**PROBLEM TO WORK ON**: Of all the entries below, retype only the lines from the one with "start crossing off." through the one with "limit as u64)", exactly as they appear.

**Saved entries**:
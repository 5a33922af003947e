use std::io;
use thiserror::Error;

/// Result type used throughout the sieve.
pub type Result<T> = std::result::Result<T, Error>;

/// Errors reported before any sieving starts.
#[derive(Debug, Error)]
pub enum Error {
    /// A bound is outside of what the sieve supports
    /// (stop above `max_stop()`, start > stop, n = 0, ...).
    #[error("out of range: {message}")]
    OutOfRange {
        /// Description of the offending bound.
        message: String,
    },

    /// A configuration value is outside its documented bounds.
    #[error("invalid configuration: {message}")]
    InvalidConfiguration {
        /// Description of the offending setting.
        message: String,
    },

    /// Writing primes to an output failed.
    #[error("I/O error: {0}")]
    Io(#[from] io::Error),
}

impl Error {
    pub(crate) fn out_of_range(message: impl Into<String>) -> Self {
        Self::OutOfRange {
            message: message.into(),
        }
    }

    pub(crate) fn invalid_config(message: impl Into<String>) -> Self {
        Self::InvalidConfiguration {
            message: message.into(),
        }
    }
}
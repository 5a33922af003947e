//! Sieve configuration.
//!
//! All tuning knobs are passed into the engine at construction time; the
//! defaults are sized for a 32 KB L1 data cache.

use crate::error::{Error, Result};

/// Default segment size in kilobytes (one L1 data cache).
pub const DEFAULT_SIEVE_SIZE_KB: u32 = 32;
/// Largest accepted segment size in kilobytes.
pub const MAX_SIEVE_SIZE_KB: u32 = 8192;
/// Default pre-sieve limit, multiples of 7..=19 are removed up front.
pub const DEFAULT_PRESIEVE_LIMIT: u32 = 19;
/// Pre-sieve limit of the engine that generates the sieving primes.
pub const BOOTSTRAP_PRESIEVE_LIMIT: u32 = 13;
pub const MIN_PRESIEVE_LIMIT: u32 = 11;
pub const MAX_PRESIEVE_LIMIT: u32 = 23;
/// Each thread sieves at least this many integers.
pub const DEFAULT_MIN_THREAD_INTERVAL: u64 = 100_000_000;
pub const MIN_THREAD_INTERVAL: u64 = 100;

/// Number of worker threads for the parallel sieve.
#[derive(Debug, Clone, Copy, PartialEq, Eq, Default)]
pub enum Threads {
    /// Use every available core.
    #[default]
    All,
    /// Use exactly this many threads (clamped to the core count).
    Count(usize),
}

impl Threads {
    /// Resolves to a concrete thread count.
    pub fn resolve(self) -> usize {
        let available = std::thread::available_parallelism()
            .map(|n| n.get())
            .unwrap_or(1);
        match self {
            Threads::All => available,
            Threads::Count(n) => n.clamp(1, available),
        }
    }
}

impl From<Option<usize>> for Threads {
    fn from(value: Option<usize>) -> Self {
        value.map_or(Threads::All, Threads::Count)
    }
}

#[derive(Debug, Clone, PartialEq)]
pub struct SieveConfig {
    /// Segment size in kilobytes, floored to a power of two.
    pub sieve_size_kb: u32,
    /// Multiples of the primes up to this limit are pre-sieved.
    pub presieve_limit: u32,
    /// Minimum interval length handed to one thread.
    pub min_thread_interval: u64,
    pub threads: Threads,
    /// Sieving primes `<= small_factor * segment bytes` go to the small tier.
    pub small_factor: f64,
    /// Sieving primes `<= medium_factor * segment bytes` go to the medium tier.
    pub medium_factor: u32,
    /// Sieving primes per bucket in the small and medium tiers.
    pub bucket_size: usize,
    /// Sieving primes per bucket in the big tier.
    pub big_bucket_size: usize,
    /// Bytes the big tier allocates whenever it runs out of buckets.
    pub big_memory_per_alloc: usize,
}

impl Default for SieveConfig {
    fn default() -> Self {
        Self {
            sieve_size_kb: DEFAULT_SIEVE_SIZE_KB,
            presieve_limit: DEFAULT_PRESIEVE_LIMIT,
            min_thread_interval: DEFAULT_MIN_THREAD_INTERVAL,
            threads: Threads::All,
            small_factor: 1.5,
            medium_factor: 9,
            bucket_size: 1 << 12,
            big_bucket_size: 1 << 10,
            big_memory_per_alloc: 4 << 20,
        }
    }
}

impl SieveConfig {
    #[must_use]
    pub fn new() -> Self {
        Self::default()
    }

    #[must_use]
    pub const fn sieve_size_kb(mut self, kb: u32) -> Self {
        self.sieve_size_kb = kb;
        self
    }

    #[must_use]
    pub const fn presieve_limit(mut self, limit: u32) -> Self {
        self.presieve_limit = limit;
        self
    }

    #[must_use]
    pub const fn min_thread_interval(mut self, interval: u64) -> Self {
        self.min_thread_interval = interval;
        self
    }

    #[must_use]
    pub const fn threads(mut self, threads: Threads) -> Self {
        self.threads = threads;
        self
    }

    #[must_use]
    pub const fn medium_factor(mut self, factor: u32) -> Self {
        self.medium_factor = factor;
        self
    }

    #[must_use]
    pub const fn bucket_sizes(mut self, bucket_size: usize, big_bucket_size: usize) -> Self {
        self.bucket_size = bucket_size;
        self.big_bucket_size = big_bucket_size;
        self
    }

    /// Checks every setting against its documented bounds.
    pub fn validate(&self) -> Result<()> {
        if !(1..=MAX_SIEVE_SIZE_KB).contains(&self.sieve_size_kb) {
            return Err(Error::invalid_config(format!(
                "sieve size {} KB not in 1..={}",
                self.sieve_size_kb, MAX_SIEVE_SIZE_KB
            )));
        }
        if !(MIN_PRESIEVE_LIMIT..=MAX_PRESIEVE_LIMIT).contains(&self.presieve_limit) {
            return Err(Error::invalid_config(format!(
                "presieve limit {} not in {}..={}",
                self.presieve_limit, MIN_PRESIEVE_LIMIT, MAX_PRESIEVE_LIMIT
            )));
        }
        if self.min_thread_interval < MIN_THREAD_INTERVAL {
            return Err(Error::invalid_config(format!(
                "minimum thread interval {} is below {}",
                self.min_thread_interval, MIN_THREAD_INTERVAL
            )));
        }
        if self.threads == Threads::Count(0) {
            return Err(Error::invalid_config("thread count must be at least 1"));
        }
        if !(self.small_factor > 0.0 && self.small_factor < 5.0) {
            return Err(Error::invalid_config(format!(
                "small tier factor {} not in (0, 5)",
                self.small_factor
            )));
        }
        if (self.medium_factor as f64) < self.small_factor || self.medium_factor > 64 {
            return Err(Error::invalid_config(format!(
                "medium tier factor {} not in [{}, 64]",
                self.medium_factor, self.small_factor
            )));
        }
        if self.bucket_size == 0 || self.big_bucket_size == 0 {
            return Err(Error::invalid_config("bucket sizes must be non-zero"));
        }
        if self.big_memory_per_alloc < self.big_bucket_size * crate::wheel::WHEEL_PRIME_BYTES {
            return Err(Error::invalid_config(
                "big tier allocation is smaller than one bucket",
            ));
        }
        Ok(())
    }

    /// Segment size in bytes: the configured kilobytes floored to a power of two.
    pub fn segment_bytes(&self) -> usize {
        let kb = self.sieve_size_kb.clamp(1, MAX_SIEVE_SIZE_KB);
        let floored = 1u32 << (31 - kb.leading_zeros());
        floored as usize * 1024
    }

    /// Configuration of the smaller engine that generates sieving primes.
    pub fn bootstrap(&self) -> Self {
        Self {
            presieve_limit: BOOTSTRAP_PRESIEVE_LIMIT,
            ..self.clone()
        }
    }
}

#[cfg(test)]
mod tests {
    use super::*;

    #[test]
    fn test_default_config_is_valid() {
        let config = SieveConfig::default();
        assert!(config.validate().is_ok());
        assert_eq!(config.segment_bytes(), 32 * 1024);
        assert_eq!(config.presieve_limit, 19);
        assert_eq!(config.medium_factor, 9);
        assert_eq!(config.bucket_size, 4096);
        assert_eq!(config.big_bucket_size, 1024);
    }

    #[test]
    fn test_segment_bytes_floors_to_power_of_two() {
        assert_eq!(SieveConfig::new().sieve_size_kb(1).segment_bytes(), 1024);
        assert_eq!(SieveConfig::new().sieve_size_kb(48).segment_bytes(), 32 * 1024);
        assert_eq!(SieveConfig::new().sieve_size_kb(8192).segment_bytes(), 8192 * 1024);
    }

    #[test]
    fn test_rejects_out_of_bounds_settings() {
        assert!(SieveConfig::new().sieve_size_kb(0).validate().is_err());
        assert!(SieveConfig::new().sieve_size_kb(8193).validate().is_err());
        assert!(SieveConfig::new().presieve_limit(10).validate().is_err());
        assert!(SieveConfig::new().presieve_limit(24).validate().is_err());
        assert!(SieveConfig::new().min_thread_interval(99).validate().is_err());
        assert!(SieveConfig::new().threads(Threads::Count(0)).validate().is_err());
        assert!(SieveConfig::new().bucket_sizes(0, 1024).validate().is_err());
    }

    #[test]
    fn test_accepts_bounds() {
        assert!(SieveConfig::new().presieve_limit(11).validate().is_ok());
        assert!(SieveConfig::new().presieve_limit(23).validate().is_ok());
        assert!(SieveConfig::new().min_thread_interval(100).validate().is_ok());
    }

    #[test]
    fn test_threads_resolve() {
        assert!(Threads::All.resolve() >= 1);
        assert_eq!(Threads::Count(1).resolve(), 1);
        assert!(Threads::Count(10_000).resolve() <= Threads::All.resolve());
        assert_eq!(Threads::from(None), Threads::All);
        assert_eq!(Threads::from(Some(3)), Threads::Count(3));
    }

    #[test]
    fn test_bootstrap_uses_small_presieve() {
        let config = SieveConfig::new().sieve_size_kb(64).bootstrap();
        assert_eq!(config.presieve_limit, BOOTSTRAP_PRESIEVE_LIMIT);
        assert_eq!(config.sieve_size_kb, 64);
    }
}
//! Pre-sieve pattern.
//!
//! Multiples of the primes `7..=limit` repeat every `7 * 11 * ... * limit`
//! bytes of the modulo 30 encoding. The pattern is built once and copied
//! into every fresh segment, which removes most composites before the
//! wheel tiers start crossing off.

use crate::wheel::{NUMBERS_PER_BYTE, locate};

const PRESIEVE_PRIMES: [u64; 6] = [7, 11, 13, 17, 19, 23];

pub struct PreSieve {
    limit: u32,
    primes: Vec<u64>,
    pattern: Vec<u8>,
}

impl PreSieve {
    /// Builds the pattern for the primes `7..=limit`, `11 <= limit <= 23`.
    pub fn new(limit: u32) -> Self {
        assert!(
            (11..=23).contains(&limit),
            "presieve limit {} not in 11..=23",
            limit
        );
        let primes: Vec<u64> = PRESIEVE_PRIMES
            .iter()
            .copied()
            .filter(|&p| p <= limit as u64)
            .collect();
        let len: u64 = primes.iter().product();
        let mut pattern = vec![0xff_u8; len as usize];

        // The pattern covers 7..=30 * len + 1 with low = 0.
        let last = NUMBERS_PER_BYTE * len + 1;
        for &p in &primes {
            let mut q = 1;
            while p * q <= last {
                if let Some((byte, bit)) = locate(p * q, 0) {
                    pattern[byte] &= !(1u8 << bit);
                }
                q += 2;
            }
        }

        Self {
            limit,
            primes,
            pattern,
        }
    }

    pub fn limit(&self) -> u32 {
        self.limit
    }

    /// The pre-sieved primes, their own bits are cleared by the pattern.
    pub fn primes(&self) -> &[u64] {
        &self.primes
    }

    /// Pattern length in bytes.
    pub fn len(&self) -> usize {
        self.pattern.len()
    }

    /// Overwrites `segment` with the pattern rotation for a segment
    /// starting at `low` (a multiple of 30).
    pub fn apply(&self, segment: &mut [u8], low: u64) {
        let mut offset = ((low / NUMBERS_PER_BYTE) % self.pattern.len() as u64) as usize;
        let mut filled = 0;
        while filled < segment.len() {
            let n = (segment.len() - filled).min(self.pattern.len() - offset);
            segment[filled..filled + n].copy_from_slice(&self.pattern[offset..offset + n]);
            filled += n;
            offset = 0;
        }
    }
}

**EXPECTED OUTPUT**:
//! wheel tiers start crossing off.

use crate::wheel::{NUMBERS_PER_BYTE, locate};

const PRESIEVE_PRIMES: [u64; 6] = [7, 11, 13, 17, 19, 23];

pub struct PreSieve {
    limit: u32,
    primes: Vec<u64>,
    pattern: Vec<u8>,
}

impl PreSieve {
    /// Builds the pattern for the primes `7..=limit`, `11 <= limit <= 23`.
    pub fn new(limit: u32) -> Self {
        assert!(
            (11..=23).contains(&limit),
            "presieve limit {} not in 11..=23",
            limit
        );
        let primes: Vec<u64> = PRESIEVE_PRIMES
            .iter()
            .copied()
            .filter(|&p| p <= limit as u64)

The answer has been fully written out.